A half dozen strange occurrences and some explicit werewolf action lets the audience realize what’s up as soon as Karen gets to The Colony. Karen just don’t get it, though. She sniffs around for answers and not a lot happens. There is all sorts of implied shapeshifting and distant/mysterious howling. Her BF is bitten and becomes a werewolf who has werewolf sex with another werewolf.

Finally, in the last few minutes of the movie, the Colony folk reveal themselves in what are some of the most impressive werewolf transformation scenes I have ever seen. The effects are on par with (maybe even better) than Carpenter’s The Thing. You have to sit through about and hour of 80’s perms, mustaches, and backwards-ass reasoning, with very minimal action/effects, but the werewolves are so fucking dope. No CGI garbage like most other werewolf movies. We’re talking real snotty/furry make-up and all sorts of crunching, stretching prosthetic limbs and snouts. One of the werewolves is that asshole Eddie from the rape theater, but he catches a silver bullet shortly after his terrifying transformation.

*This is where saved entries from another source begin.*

//! Default configurations for the GORC system.
//!
//! This module provides sensible default configurations for various GORC components,
//! optimized for typical game server scenarios with balanced performance characteristics.

use super::{
    CompressionType, GorcConfig, NetworkConfig, ReplicationLayer, ReplicationLayers,
    ReplicationPriority, ZoneConfig,
};
use std::collections::HashMap;

/// Creates default replication layers for a typical game object.
/// 
/// These layers provide a good starting point for most game objects with
/// appropriate distance thresholds and update frequencies for different
/// types of data.
/// 
/// # Layer Configuration
/// 
/// * **Channel 0 (Critical)**: Position and health data at 30Hz within 50 units
/// * **Channel 1 (Detailed)**: Animation and state at 15Hz within 150 units
/// * **Channel 2 (Cosmetic)**: Effects at 10Hz within 300 units
/// * **Channel 3 (Metadata)**: Name and metadata at 2Hz within 1000 units
/// 
/// # Returns
/// 
/// A configured `ReplicationLayers` instance with four standard layers.
pub fn default_object_layers() -> ReplicationLayers {
    let mut layers = ReplicationLayers::new();
    
    layers.add_layer(ReplicationLayer::new(
        0, 50.0, 30.0,
        vec!["position".to_string(), "health".to_string()],
        CompressionType::Delta
    ));
    
    layers.add_layer(ReplicationLayer::new(
        1, 150.0, 15.0,
        vec!["animation".to_string(), "state".to_string()],
        CompressionType::Lz4
    ));
    
    layers.add_layer(ReplicationLayer::new(
        2, 300.0, 10.0,
        vec!["effects".to_string()],
        CompressionType::Lz4
    ));
    
    layers.add_layer(ReplicationLayer::new(
        3, 1000.0, 2.0,
        vec!["name".to_string(), "metadata".to_string()],
        CompressionType::High
    ));
    
    layers
}

/// Creates default network configuration optimized for most games.
/// 
/// This configuration balances bandwidth usage with responsiveness,
/// providing good performance for typical multiplayer scenarios.
/// 
/// # Configuration Details
/// 
/// * **Bandwidth**: 512 KB/s per player maximum
/// * **Batching**: Maximum 25 updates per batch, 16ms age limit (~60 FPS)
/// * **Frequencies**: Tiered update rates from 30Hz (critical) to 2Hz (metadata)
/// * **Compression**: Enabled with 128-byte threshold
/// * **Priority Queues**: Sized based on importance level
/// 
/// # Returns
/// 
/// A configured `NetworkConfig` instance ready for production use.
pub fn default_network_config() -> NetworkConfig {
    NetworkConfig {
        max_bandwidth_per_player: 512 * 1024, // 512 KB/s per player
        max_batch_size: 25,
        max_batch_age_ms: 16, // ~60 FPS
        target_frequencies: {
            let mut freq = HashMap::new();
            freq.insert(0, 30.0); // Critical - 30Hz
            freq.insert(1, 15.0); // Detailed - 15Hz
            freq.insert(2, 10.0); // Cosmetic - 10Hz
            freq.insert(3, 2.0);  // Metadata - 2Hz
            freq
        },
        compression_enabled: true,
        compression_threshold: 128,
        priority_queue_sizes: {
            let mut sizes = HashMap::new();
            sizes.insert(ReplicationPriority::Critical, 500);
            sizes.insert(ReplicationPriority::High, 250);
            sizes.insert(ReplicationPriority::Normal, 100);
            sizes.insert(ReplicationPriority::Low, 50);
            sizes
        },
    }
}

/// Creates default zone configuration for balanced performance.
/// 
/// This configuration provides stable zone management with adaptive sizing
/// and reasonable subscriber limits to maintain good performance.
/// 
/// # Configuration Details
/// 
/// * **Hysteresis**: 10% factor to prevent subscription flapping
/// * **Update Rate**: Minimum 30 FPS for zone updates
/// * **Subscribers**: Maximum 50 per zone to maintain performance
/// * **Adaptive Sizing**: Enabled with 20% scale factor
/// 
/// # Returns
/// 
/// A configured `ZoneConfig` instance optimized for stability.
pub fn default_zone_config() -> ZoneConfig {
    ZoneConfig {
        hysteresis_factor: 0.1, // 10% hysteresis to prevent flapping
        min_update_interval_ms: 33, // ~30 FPS minimum
        max_subscribers_per_zone: 50,
        adaptive_sizing: true,
        adaptive_scale_factor: 0.2,
    }
}

/// Creates a default GORC system configuration.
/// 
/// Combines all default configurations into a complete GORC setup
/// suitable for most game server deployments without additional tuning.
/// 
/// # Returns
/// 
/// A fully configured `GorcConfig` instance with production-ready defaults.
pub fn default_gorc_config() -> GorcConfig {
    GorcConfig {
        max_objects: 10000,
        default_compression: CompressionType::Lz4,
        adaptive_frequency: true,
        optimization_level: 2,
    }
}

Karen escapes and just when you think the film is over, there is one last shapeshifting scene. It’s Karen! Fucking idiot tries to shapeshift on live prime-time news so she can warn the world about werewolves. Someone caps her with a silver bullet and various viewers believe they have just witnessed an elaborate showcase of television special effects.

This film has spawned my sequels which all deteriorate into shittiness with each new release. One sequel has a “werewolf vs. vampire” theme. Another features a werewolf on roller-skates. See the first Howling and I promise you won’t regret it.

REVIEW: Big Bad Wolf (2006)

big_bad_wolf

 

Big Bad Wolf: B-

Surprisingly non terrible werewolf movie that actually had a semi interesting mystery, and a somewhat different take on the classic horror beast. Trevor is kind of a nerd who for some reason hangs out with the cool kids. One weekend Trevor tries to impress the dudes he is hanging out with and steals the keys to his mean stepdad’s cabin so they can party there. However once the party gets rolling, a lewd, surprisingly well done werewolf appears and kills everybody except Trevor and his punk rock girlfriend. Once they are back in town Trevor and his chick start to suspect that Trevor’s stepdad may be responsible for the killings by realizing that he is “on a business meeting” every full moon.

From here the mystery unfolds as the stepdad continues to transform into a werewolf once every 12 minutes or so, to tear off a head or gash open a neck. The kills in this movie were surprisingly well done as decapitations of limbs and heads is the main vehicle for demise. We also get several shots of very nice boobs and some hilarity as the werewolf spews one liners such as “Are you ready for some bestiality!?!”

Overall a solid horror film as the piss-poor acting was thankfully over shadowed by a good pace, and some good gore.